I have no doubt that these findings could exacerbate polio eradication goals, but I think the more important question is whether they will do anything to challenge the political will to address these basic infrastructure issues? Or will the debate — as usual — end up in a quagmire of Muslim/Christian accusations?
http://www.tuskegee.edu/Global/Story.asp?s=1207598
I think the mistrust is worldwide and not related only to religion. It is also related to the race, socioeconomic state,….
I remember this study done for follow up of syphilis over decades in America. Finally, a group was not treated intentionally, and given just placebo. This is mistrust due to race.
In Nigeria, I have no full data to know if it is related to religion or no. but taking the same principle, who could believe untruthful health care researchers again?
As an African doctor, I can tell you some people do not trust health care givers esp. foreigners. Lack of ethics is one reason. Whatever it is well known vaccine or new one. Tell me where you are doing your first trials.

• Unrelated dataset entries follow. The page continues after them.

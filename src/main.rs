//! Penguin Dash headless driver
//!
//! Runs two peers on an in-process network for a while and logs what
//! happens. Usage: `penguin-dash [tuning.json] [seconds]`

#[cfg(not(target_arch = "wasm32"))]
fn main() {
    native::run();
}

#[cfg(target_arch = "wasm32")]
fn main() {
    // No headless driver on the web
}

#[cfg(not(target_arch = "wasm32"))]
mod native {
    use glam::Vec2;

    use penguin_dash::consts::FRAME_DT;
    use penguin_dash::net::{MemoryHub, MemoryStore};
    use penguin_dash::sim::{GameEvent, LevelPack, SessionState, TickInput, Tile};
    use penguin_dash::{Game, Progress, Tuning};

    type Peer = Game<Progress, MemoryStore>;

    /// Autopilot peer drops a bomb this often (ms)
    const BOMB_EVERY_MS: u64 = 7000;

    pub fn run() {
        env_logger::init();
        let mut args = std::env::args().skip(1);
        let tuning = match args.next() {
            Some(path) => Tuning::load_or_default(path),
            None => Tuning::default(),
        };
        let seconds: f32 = args.next().and_then(|s| s.parse().ok()).unwrap_or(60.0);
        log::info!("Penguin Dash (headless) running for {seconds} s");

        let hub = MemoryHub::new();
        let mut racer = peer(&hub, &tuning, "Racer", 1);
        let mut bomber = peer(&hub, &tuning, "Bomber", 2);
        racer.start();
        bomber.start();

        let mut clock_ms = 0.0f64;
        let mut next_bomb = BOMB_EVERY_MS;
        let mut last_state = racer.state.state;
        let frames = (seconds / FRAME_DT) as usize;

        // Simulated time only, stepped at a fixed 60 Hz
        for _ in 0..frames {
            clock_ms += f64::from(FRAME_DT) * 1000.0;
            let now_ms = clock_ms as u64;
            racer.update(&autopilot(&racer), FRAME_DT, now_ms);

            let bomb = now_ms >= next_bomb;
            if bomb {
                next_bomb += BOMB_EVERY_MS;
            }
            let input = TickInput {
                place_bomb: bomb,
                ..autopilot(&bomber)
            };
            bomber.update(&input, FRAME_DT, now_ms);

            for peer in [&mut racer, &mut bomber] {
                report(peer);
            }
            if racer.state.state != last_state {
                log::info!("Racer: {:?} -> {:?}", last_state, racer.state.state);
                last_state = racer.state.state;
            }
            if racer.state.state == SessionState::Win {
                break;
            }
        }

        log::info!(
            "Done: racer on {:?} with score {}, {} levels unlocked, {} ghosts visible",
            racer.state.slot,
            racer.state.score,
            racer.progress().data.max_level,
            racer.ghosts().len()
        );
        racer.leave();
        bomber.leave();
    }

    fn peer(hub: &MemoryHub, tuning: &Tuning, name: &str, seed: u64) -> Peer {
        let mut game = Game::new(
            tuning.clone(),
            Box::new(LevelPack::campaign()),
            Progress::new(),
            hub.connect(),
            seed,
        );
        game.set_name(name);
        game
    }

    /// Steer straight at the finish tile
    fn autopilot(game: &Peer) -> TickInput {
        let Some(level) = game.state.level.as_ref() else {
            return TickInput::default();
        };
        let finish = level
            .cells()
            .find(|&(_, tile)| tile == Tile::Finish)
            .map(|(cell, _)| level.cell_center(cell));
        let stick = finish
            .map(|target| (target - game.player_pos()).normalize_or_zero())
            .unwrap_or(Vec2::ZERO);
        TickInput {
            joystick: Some(stick),
            ..Default::default()
        }
    }

    fn report(game: &mut Peer) {
        let id = game.player_id().to_string();
        for event in game.drain_events() {
            match event {
                GameEvent::LevelStarted(slot) => log::info!("[{id}] level {slot:?}"),
                GameEvent::Explosion(pos) => log::info!("[{id}] explosion at {pos}"),
                GameEvent::Victory => log::info!("[{id}] victory"),
                other => log::trace!("[{id}] {other:?}"),
            }
        }
    }
}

As I understand it, we switched to IPV when it became clear that the only polio we saw in the USA was vaccine-induced by the live, attenuated virus.
I don’t know where Africa stands with polio. Is there any polio from wild virus anymore? Maybe they need IPV too.
Is there any information on a possible adverse effect of the seasonal and/or H1N1 vaccine on persons who had polio in childhood (ages 3 and 10) and in their 60s now? The polio treatment in early 50s was B-vitamin shots and combination of traditional and folk medicine.